To do: Show only those lines of the entries where the string "bool" is found.

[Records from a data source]
▶

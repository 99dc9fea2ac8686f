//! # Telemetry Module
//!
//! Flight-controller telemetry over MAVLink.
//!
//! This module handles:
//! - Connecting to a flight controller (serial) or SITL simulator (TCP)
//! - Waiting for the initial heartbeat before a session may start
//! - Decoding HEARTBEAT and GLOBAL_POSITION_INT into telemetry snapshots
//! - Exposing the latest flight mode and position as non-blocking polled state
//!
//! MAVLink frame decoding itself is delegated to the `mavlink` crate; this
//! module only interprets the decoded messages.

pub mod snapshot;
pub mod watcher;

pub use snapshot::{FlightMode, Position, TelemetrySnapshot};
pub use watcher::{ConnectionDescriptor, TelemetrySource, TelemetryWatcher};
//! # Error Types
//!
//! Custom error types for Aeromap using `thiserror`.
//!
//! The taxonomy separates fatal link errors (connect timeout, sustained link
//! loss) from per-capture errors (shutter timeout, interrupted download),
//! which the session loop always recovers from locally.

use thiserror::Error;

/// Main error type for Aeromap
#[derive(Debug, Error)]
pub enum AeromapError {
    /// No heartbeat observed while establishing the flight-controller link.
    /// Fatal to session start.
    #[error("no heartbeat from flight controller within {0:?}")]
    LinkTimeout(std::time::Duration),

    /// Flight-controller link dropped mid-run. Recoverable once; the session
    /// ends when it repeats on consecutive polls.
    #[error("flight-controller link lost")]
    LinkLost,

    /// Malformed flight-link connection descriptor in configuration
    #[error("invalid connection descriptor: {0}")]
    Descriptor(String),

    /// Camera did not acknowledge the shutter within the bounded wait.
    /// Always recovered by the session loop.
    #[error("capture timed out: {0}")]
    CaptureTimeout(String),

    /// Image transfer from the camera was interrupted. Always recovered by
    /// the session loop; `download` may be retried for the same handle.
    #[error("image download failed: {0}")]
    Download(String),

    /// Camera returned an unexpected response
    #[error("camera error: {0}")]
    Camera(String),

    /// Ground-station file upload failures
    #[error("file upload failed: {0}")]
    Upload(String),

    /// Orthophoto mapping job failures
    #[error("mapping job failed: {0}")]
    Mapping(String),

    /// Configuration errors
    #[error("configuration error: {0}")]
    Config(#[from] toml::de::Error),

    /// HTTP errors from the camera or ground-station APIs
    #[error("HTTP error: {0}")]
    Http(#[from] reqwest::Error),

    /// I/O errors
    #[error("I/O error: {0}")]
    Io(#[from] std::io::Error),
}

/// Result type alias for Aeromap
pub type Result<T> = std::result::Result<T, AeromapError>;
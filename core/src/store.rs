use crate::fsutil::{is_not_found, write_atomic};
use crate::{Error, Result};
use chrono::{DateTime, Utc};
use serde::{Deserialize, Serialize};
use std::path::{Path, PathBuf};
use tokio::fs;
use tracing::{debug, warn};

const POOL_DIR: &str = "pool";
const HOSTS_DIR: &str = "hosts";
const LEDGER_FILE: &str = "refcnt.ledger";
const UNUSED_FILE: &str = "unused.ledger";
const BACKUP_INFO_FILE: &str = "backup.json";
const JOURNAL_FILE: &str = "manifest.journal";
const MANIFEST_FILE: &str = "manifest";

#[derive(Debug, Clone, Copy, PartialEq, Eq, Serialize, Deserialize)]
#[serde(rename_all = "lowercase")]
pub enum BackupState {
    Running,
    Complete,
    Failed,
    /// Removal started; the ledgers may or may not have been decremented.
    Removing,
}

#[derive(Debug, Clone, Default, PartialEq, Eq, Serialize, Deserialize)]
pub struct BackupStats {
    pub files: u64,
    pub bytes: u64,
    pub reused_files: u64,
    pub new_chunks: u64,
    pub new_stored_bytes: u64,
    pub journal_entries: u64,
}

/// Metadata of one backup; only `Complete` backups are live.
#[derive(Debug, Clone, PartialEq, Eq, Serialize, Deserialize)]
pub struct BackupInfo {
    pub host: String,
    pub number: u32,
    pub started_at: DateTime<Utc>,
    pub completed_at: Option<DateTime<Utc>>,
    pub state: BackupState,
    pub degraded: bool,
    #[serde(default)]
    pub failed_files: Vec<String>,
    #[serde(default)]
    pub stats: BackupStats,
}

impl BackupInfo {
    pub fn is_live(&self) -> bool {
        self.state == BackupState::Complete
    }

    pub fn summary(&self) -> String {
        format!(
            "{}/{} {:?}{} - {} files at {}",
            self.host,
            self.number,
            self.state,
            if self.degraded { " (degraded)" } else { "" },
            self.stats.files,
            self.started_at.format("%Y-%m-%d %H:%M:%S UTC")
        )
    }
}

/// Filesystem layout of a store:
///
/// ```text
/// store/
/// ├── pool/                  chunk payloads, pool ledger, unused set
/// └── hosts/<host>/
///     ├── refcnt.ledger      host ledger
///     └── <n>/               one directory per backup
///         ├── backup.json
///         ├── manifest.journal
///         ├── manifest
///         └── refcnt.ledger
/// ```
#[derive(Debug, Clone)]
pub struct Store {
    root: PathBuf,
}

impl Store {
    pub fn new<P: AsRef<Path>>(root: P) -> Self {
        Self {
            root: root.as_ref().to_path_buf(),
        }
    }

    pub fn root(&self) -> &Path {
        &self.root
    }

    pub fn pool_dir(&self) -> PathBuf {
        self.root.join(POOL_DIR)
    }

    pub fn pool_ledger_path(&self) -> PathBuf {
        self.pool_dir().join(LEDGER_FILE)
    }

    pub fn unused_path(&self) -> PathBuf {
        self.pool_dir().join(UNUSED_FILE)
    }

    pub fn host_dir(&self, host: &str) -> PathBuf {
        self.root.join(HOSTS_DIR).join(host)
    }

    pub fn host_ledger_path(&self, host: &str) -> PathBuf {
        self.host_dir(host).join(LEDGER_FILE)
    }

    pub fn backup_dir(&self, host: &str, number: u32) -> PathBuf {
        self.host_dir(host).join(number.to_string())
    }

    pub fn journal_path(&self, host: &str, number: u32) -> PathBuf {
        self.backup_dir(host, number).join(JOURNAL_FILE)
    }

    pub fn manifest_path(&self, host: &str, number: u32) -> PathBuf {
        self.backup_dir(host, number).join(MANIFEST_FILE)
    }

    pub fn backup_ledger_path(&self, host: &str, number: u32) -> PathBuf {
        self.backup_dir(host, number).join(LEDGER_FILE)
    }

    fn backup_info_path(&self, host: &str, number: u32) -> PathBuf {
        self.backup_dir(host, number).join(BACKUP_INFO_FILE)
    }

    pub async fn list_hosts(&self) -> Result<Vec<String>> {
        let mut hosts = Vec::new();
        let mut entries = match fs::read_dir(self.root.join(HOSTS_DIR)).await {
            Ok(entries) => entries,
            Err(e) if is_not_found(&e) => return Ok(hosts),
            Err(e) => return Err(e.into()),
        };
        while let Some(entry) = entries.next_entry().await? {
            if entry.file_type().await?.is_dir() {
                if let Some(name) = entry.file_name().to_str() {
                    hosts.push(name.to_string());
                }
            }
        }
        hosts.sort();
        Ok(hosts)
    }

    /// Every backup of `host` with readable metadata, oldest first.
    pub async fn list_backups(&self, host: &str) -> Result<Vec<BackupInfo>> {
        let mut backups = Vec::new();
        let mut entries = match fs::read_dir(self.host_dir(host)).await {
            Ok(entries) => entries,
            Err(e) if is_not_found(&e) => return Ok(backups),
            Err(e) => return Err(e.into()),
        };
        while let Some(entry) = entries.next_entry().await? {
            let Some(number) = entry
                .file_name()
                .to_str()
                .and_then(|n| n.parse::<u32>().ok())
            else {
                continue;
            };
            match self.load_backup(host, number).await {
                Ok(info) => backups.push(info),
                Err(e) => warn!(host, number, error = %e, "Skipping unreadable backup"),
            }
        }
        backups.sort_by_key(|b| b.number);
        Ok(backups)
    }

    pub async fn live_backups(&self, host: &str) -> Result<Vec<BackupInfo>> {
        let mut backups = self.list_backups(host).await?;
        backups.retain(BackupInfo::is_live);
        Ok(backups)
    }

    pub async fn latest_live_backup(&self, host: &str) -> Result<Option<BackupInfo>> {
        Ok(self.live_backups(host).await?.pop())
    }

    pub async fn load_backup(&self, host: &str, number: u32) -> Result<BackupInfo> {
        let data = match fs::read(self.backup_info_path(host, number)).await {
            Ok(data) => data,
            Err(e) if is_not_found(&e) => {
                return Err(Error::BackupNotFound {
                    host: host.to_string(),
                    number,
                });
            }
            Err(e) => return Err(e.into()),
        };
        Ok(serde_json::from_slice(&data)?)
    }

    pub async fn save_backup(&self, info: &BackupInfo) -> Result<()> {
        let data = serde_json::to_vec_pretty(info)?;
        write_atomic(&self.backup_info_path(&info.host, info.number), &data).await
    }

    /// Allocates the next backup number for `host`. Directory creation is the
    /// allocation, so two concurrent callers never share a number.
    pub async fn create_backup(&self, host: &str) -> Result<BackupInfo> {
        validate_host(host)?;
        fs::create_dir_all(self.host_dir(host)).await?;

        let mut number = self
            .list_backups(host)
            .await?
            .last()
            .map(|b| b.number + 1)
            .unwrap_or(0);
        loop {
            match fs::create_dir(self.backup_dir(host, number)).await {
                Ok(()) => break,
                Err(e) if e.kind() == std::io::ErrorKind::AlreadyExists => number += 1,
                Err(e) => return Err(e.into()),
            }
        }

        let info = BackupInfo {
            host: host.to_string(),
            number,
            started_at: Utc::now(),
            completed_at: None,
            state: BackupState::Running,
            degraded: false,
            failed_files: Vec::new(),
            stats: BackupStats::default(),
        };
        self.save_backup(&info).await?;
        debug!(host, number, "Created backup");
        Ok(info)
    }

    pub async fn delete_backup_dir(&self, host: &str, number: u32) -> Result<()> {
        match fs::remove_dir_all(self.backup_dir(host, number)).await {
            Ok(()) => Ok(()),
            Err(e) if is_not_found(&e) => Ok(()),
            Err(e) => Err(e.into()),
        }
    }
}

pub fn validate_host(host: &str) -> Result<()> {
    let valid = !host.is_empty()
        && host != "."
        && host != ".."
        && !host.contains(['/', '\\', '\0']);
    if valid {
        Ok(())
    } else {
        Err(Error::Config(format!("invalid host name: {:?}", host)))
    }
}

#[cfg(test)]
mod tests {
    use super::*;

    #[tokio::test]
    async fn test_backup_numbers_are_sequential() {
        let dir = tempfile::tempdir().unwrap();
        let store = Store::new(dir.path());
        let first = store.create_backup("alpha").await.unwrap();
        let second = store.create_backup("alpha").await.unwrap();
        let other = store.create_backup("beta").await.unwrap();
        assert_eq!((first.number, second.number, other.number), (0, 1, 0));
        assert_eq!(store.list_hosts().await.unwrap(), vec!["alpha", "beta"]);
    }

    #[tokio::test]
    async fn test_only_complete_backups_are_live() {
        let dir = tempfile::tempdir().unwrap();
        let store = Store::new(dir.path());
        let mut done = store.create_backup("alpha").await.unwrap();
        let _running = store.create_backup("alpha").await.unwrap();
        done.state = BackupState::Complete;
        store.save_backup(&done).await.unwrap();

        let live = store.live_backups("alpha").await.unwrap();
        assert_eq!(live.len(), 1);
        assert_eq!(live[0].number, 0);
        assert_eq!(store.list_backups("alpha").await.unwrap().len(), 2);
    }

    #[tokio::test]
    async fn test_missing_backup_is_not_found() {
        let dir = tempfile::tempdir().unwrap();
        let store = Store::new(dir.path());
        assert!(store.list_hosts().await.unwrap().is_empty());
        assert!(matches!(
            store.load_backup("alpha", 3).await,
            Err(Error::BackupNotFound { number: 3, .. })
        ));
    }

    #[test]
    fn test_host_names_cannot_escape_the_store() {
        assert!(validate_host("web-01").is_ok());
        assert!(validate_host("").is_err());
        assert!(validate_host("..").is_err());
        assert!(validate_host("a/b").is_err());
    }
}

◀

Answer space:
    pub degraded: bool,
    pub fn is_live(&self) -> bool {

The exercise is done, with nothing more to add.